咄嗟にアルニカがリュウの耳を強く塞ぎ、目を瞑った。
「アルニカ?!」
「っ……!!」
何が起こっているのかわからないリュウを押さえつけ、作業員がスイッチを押すとアルニカが彼女の耳から手を放した。
と同時にその場に倒れてしまった。
「ちょっ!!おい!」
庄司が耳栓を外し、作業員に告げた。
「確かに成功してるわね。でもまだ少し風が来るから、改善を」
リュウはアルニカの上体を抱き上げ、呼吸を荒げる彼女を呼んだ。
「おい、しっかりしろ!」
すると庄司たちがピタリと止まり、一枚の扉が二人の真下に現れた。
時間が止まったかのように。
メルヘンな扉が開き、二人は青い電脳世界に落ちた。
ミュージックプレイヤーがカランと落ち、アルニカがそれに手を伸ばす。
「何やってんだ!アルニカ、さっきのは…?」
「……前に……きい…た………音波の………」
「マジかよ………まさか守る側になるハメになるたぁな。これがバレたら別の意味でクビだな」
アルニカとリュウの周囲には、いつの間にか獣のウイルスが集まってきていた。
リュウはアルニカの傍で二丁銃を構えた。
彼の能力は“跳躍”というもので、助走をしなくとも五階建てマンションの屋上くらいなら難なく跳べるものだ。
最初にアルニカを助けた時にビルの屋上にいたのも、消え去る時に数歩の助走で飛んだのも、更に言えば美咲の文化祭で襟澤を蹴り飛ばした時もこの能力を使った。
その瞬発力にも自信があるのだが、アルニカを守りながらとなると、この場を動くのは大変危険である。

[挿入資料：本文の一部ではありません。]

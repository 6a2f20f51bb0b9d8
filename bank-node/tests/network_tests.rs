//! Three bank nodes on localhost exchanging random traffic
//!
//! Whatever moves between the nodes, every global state must add up to the
//! money the network started with.

use bank_node::{BankNode, GeneratorConfig, NodeConfig, NodeEntry, Topology};
use ledger_core::{LedgerConfig, NodeId};
use snapshot::GlobalState;
use std::time::Duration;
use tokio::sync::broadcast;

const INITIAL: i64 = 5_000_000;

/// Ports reserved per node: transfer and report ranges with room to spare
const NODE_STRIDE: u16 = 200;

/// Free port with room for every node's ports above it
fn free_base() -> u16 {
    loop {
        let probe = std::net::TcpListener::bind("127.0.0.1:0").unwrap();
        let port = probe.local_addr().unwrap().port();
        if port < 60_000 {
            return port;
        }
    }
}

fn topology() -> Topology {
    let base = free_base();
    let entry = |id: i32, neighbors: &[i32]| NodeEntry {
        id: NodeId::new(id),
        address: "127.0.0.1".to_string(),
        base_port: Some(base + NODE_STRIDE * id as u16),
        control_port: None,
        neighbors: neighbors.iter().map(|n| NodeId::new(*n)).collect(),
    };

    Topology {
        base_port: 5000,
        report_offset: 100,
        collector: NodeId::new(0),
        nodes: vec![entry(0, &[1, 2]), entry(1, &[0, 2]), entry(2, &[0, 1])],
    }
}

fn config(node: i32, generator: bool) -> NodeConfig {
    NodeConfig {
        node_id: NodeId::new(node),
        bind_host: "127.0.0.1".to_string(),
        ledger: LedgerConfig {
            initial_balance: INITIAL,
            ..LedgerConfig::default()
        },
        generator: GeneratorConfig {
            enabled: generator,
            min_sleep_ms: 2,
            sleep_span_ms: 10,
        },
        ..NodeConfig::default()
    }
}

async fn start_network(generator: bool) -> Vec<BankNode> {
    let topology = topology();
    let mut nodes = Vec::new();
    for id in 0..3 {
        nodes.push(
            BankNode::start(config(id, generator), topology.clone())
                .await
                .unwrap(),
        );
    }
    nodes
}

async fn next_state(events: &mut broadcast::Receiver<GlobalState>) -> GlobalState {
    tokio::time::timeout(Duration::from_secs(10), events.recv())
        .await
        .expect("global state in time")
        .unwrap()
}

#[tokio::test(flavor = "multi_thread", worker_threads = 4)]
async fn test_snapshot_of_quiet_network() {
    let nodes = start_network(false).await;
    let mut events = nodes[0].collector().unwrap().subscribe();

    let id = nodes[2].trigger_snapshot().await.unwrap();
    let state = next_state(&mut events).await;

    assert_eq!(state.snapshot, id);
    assert_eq!(state.reports.len(), 3);
    assert!(state.reports.iter().all(|r| r.balance == INITIAL));
    assert_eq!(state.in_flight, 0);
    assert_eq!(state.total, 3 * INITIAL);

    for node in nodes {
        assert!(node.engine().live_snapshots().is_empty());
        node.shutdown().await;
    }
}

#[tokio::test(flavor = "multi_thread", worker_threads = 4)]
async fn test_snapshots_conserve_money_under_traffic() {
    let nodes = start_network(true).await;
    let mut events = nodes[0].collector().unwrap().subscribe();

    // let the generators get going
    tokio::time::sleep(Duration::from_millis(300)).await;

    // overlapping snapshots from two initiators
    let first = nodes[1].trigger_snapshot().await.unwrap();
    let second = nodes[0].trigger_snapshot().await.unwrap();
    assert_ne!(first, second);

    let mut states = vec![next_state(&mut events).await, next_state(&mut events).await];
    states.sort_by_key(|s| s.snapshot);

    let mut ids = vec![first, second];
    ids.sort();
    assert_eq!(states.iter().map(|s| s.snapshot).collect::<Vec<_>>(), ids);

    for state in &states {
        assert_eq!(state.reports.len(), 3);
        assert_eq!(state.total, 3 * INITIAL, "{}", state);
    }

    for node in nodes {
        node.shutdown().await;
    }
}

#[tokio::test]
async fn test_bind_conflict_is_fatal() {
    let topology = topology();
    let first = BankNode::start(config(1, false), topology.clone())
        .await
        .unwrap();

    // same node twice: every port is taken
    let second = BankNode::start(config(1, false), topology).await;
    assert!(matches!(second, Err(bank_node::Error::Transport(_))));

    first.shutdown().await;
}

#[test]
fn test_node_port_ranges_do_not_overlap() {
    let topology = topology();
    let mut seen = std::collections::HashSet::new();
    for id in 0..3 {
        for port in topology.listen_ports(NodeId::new(id)).unwrap() {
            assert!(seen.insert(port), "port {} bound by two nodes", port);
        }
    }
}

#[tokio::test]
async fn test_unknown_node_rejected() {
    let result = BankNode::start(config(7, false), topology()).await;
    assert!(matches!(result, Err(bank_node::Error::Config(_))));
}
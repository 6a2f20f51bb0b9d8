//! Bank Node Binary
//!
//! Runs one node of the bank network until interrupted.

use anyhow::Context;
use bank_node::{BankNode, NodeConfig, Topology};
use clap::Parser;
use ledger_core::NodeId;
use std::path::PathBuf;
use tokio::signal;
use tracing::{error, info};
use tracing_subscriber::{fmt, prelude::*, EnvFilter};

#[derive(Parser, Debug)]
#[command(name = "bank-node")]
#[command(about = "Bank network node with distributed snapshots", long_about = None)]
struct Cli {
    /// Index of this node in the topology
    #[arg(short, long)]
    node: Option<i32>,

    /// Topology file (TOML)
    #[arg(short, long)]
    topology: Option<PathBuf>,

    /// Node config file (TOML); environment variables are used otherwise
    #[arg(short, long, env = "BANK_CONFIG")]
    config: Option<PathBuf>,

    /// Do not generate random transfers
    #[arg(long)]
    no_generator: bool,
}

#[tokio::main]
async fn main() -> anyhow::Result<()> {
    tracing_subscriber::registry()
        .with(fmt::layer())
        .with(EnvFilter::try_from_default_env().unwrap_or_else(|_| EnvFilter::new("info")))
        .init();

    let cli = Cli::parse();

    let mut config = match &cli.config {
        Some(path) => {
            info!("Loading config from: {}", path.display());
            NodeConfig::from_file(path)?
        }
        None => NodeConfig::from_env()?,
    };
    if let Some(node) = cli.node {
        config.node_id = NodeId::new(node);
    }
    if let Some(path) = cli.topology {
        config.topology_path = path;
    }
    if cli.no_generator {
        config.generator.enabled = false;
    }

    let topology = Topology::from_file(&config.topology_path)
        .with_context(|| format!("loading topology {}", config.topology_path.display()))?;

    info!(
        node = %config.node_id,
        nodes = topology.node_count(),
        collector = %topology.collector,
        "Starting bank node"
    );

    let node = BankNode::start(config, topology)
        .await
        .context("starting bank node")?;

    match signal::ctrl_c().await {
        Ok(()) => {
            info!("Received shutdown signal");
        }
        Err(err) => {
            error!("Unable to listen for shutdown signal: {}", err);
        }
    }

    node.shutdown().await;
    Ok(())
}
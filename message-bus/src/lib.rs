//! Message Bus over point-to-point TCP channels
//!
//! Provides the channel layer every bank node talks through:
//! - Line-delimited JSON wire envelope (`from`, `type`, `numData`, `strData`)
//! - One cached outbound connection per route, created on first use
//! - One listener per inbound port, feeding a [`MessageHandler`]
//! - Port convention separating transfer traffic from snapshot reports
//! - Observability via Prometheus metrics

#![forbid(unsafe_code)]
#![warn(missing_docs, rust_2018_idioms)]

pub mod error;
pub mod listener;
pub mod message;
pub mod metrics;
pub mod routing;
pub mod transport;
pub mod types;

pub use error::{Error, Result};
pub use listener::{Inbound, Listener, MessageHandler};
pub use message::Message;
pub use routing::{ChannelKind, PortLayout, Route};
pub use transport::{Connector, OutboundChannel, Peer, Transport};
pub use types::MessageType;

白いマフラーで口元を隠し、飛び出してきたウイルスに発砲した。
しかし数が多いため、限度がある。
「ったく!煩わせやがって」
リュウは二丁銃をしまい、右手をかざした。
すると身体中から真っ赤な炎が揺らめき、右手からウイルスへと噴き出した。
炎はウイルスにまとわりつき、跡形も無く焼き払った。
まっさらになった事を確認すると、リュウは炎を退かせ、アルニカを呼んだ。
「おい、さっさとログアウトしろ。察するに耳がヤバいんだろ」
アルニカは懸命に首を横に振った。
先ほどの兵器が音波によるものということは確かで、耳も曖昧に声が聞こえるくらいにしか機能していなかった。
感覚も麻痺している。
「……ログアウト、できない」
「は?」
「今、したら………どこに…出るか」
「寮の部屋だろ?」
当然である。
電脳世界は五感のみのネットワークなのだから。
体自体はログインした場所にある。
しかしアルニカは違う。
「……クロちゃ」
リュウはわけのわからないまま、その場で電話をかけた。
相手はすぐに出た。
『何?忙しいんだけ…』
「さっさと来いクソ猫!!アルニカが緊急事態だ!!」
すると電話は相手が即座に切ってしまった。
そしてアルニカの視界の手前にメッセージが現れた。
「?」
メッセージを覗くと、『すぐ行くからログアウトしな』と素っ気なく表示されていた。
しかし、アルニカは少し微笑んで目を閉じた。
その瞬間、アルニカはその場からログアウト表示もなく消えてしまった。
残されたリュウは、荒々しくため息をつきながらログアウトした。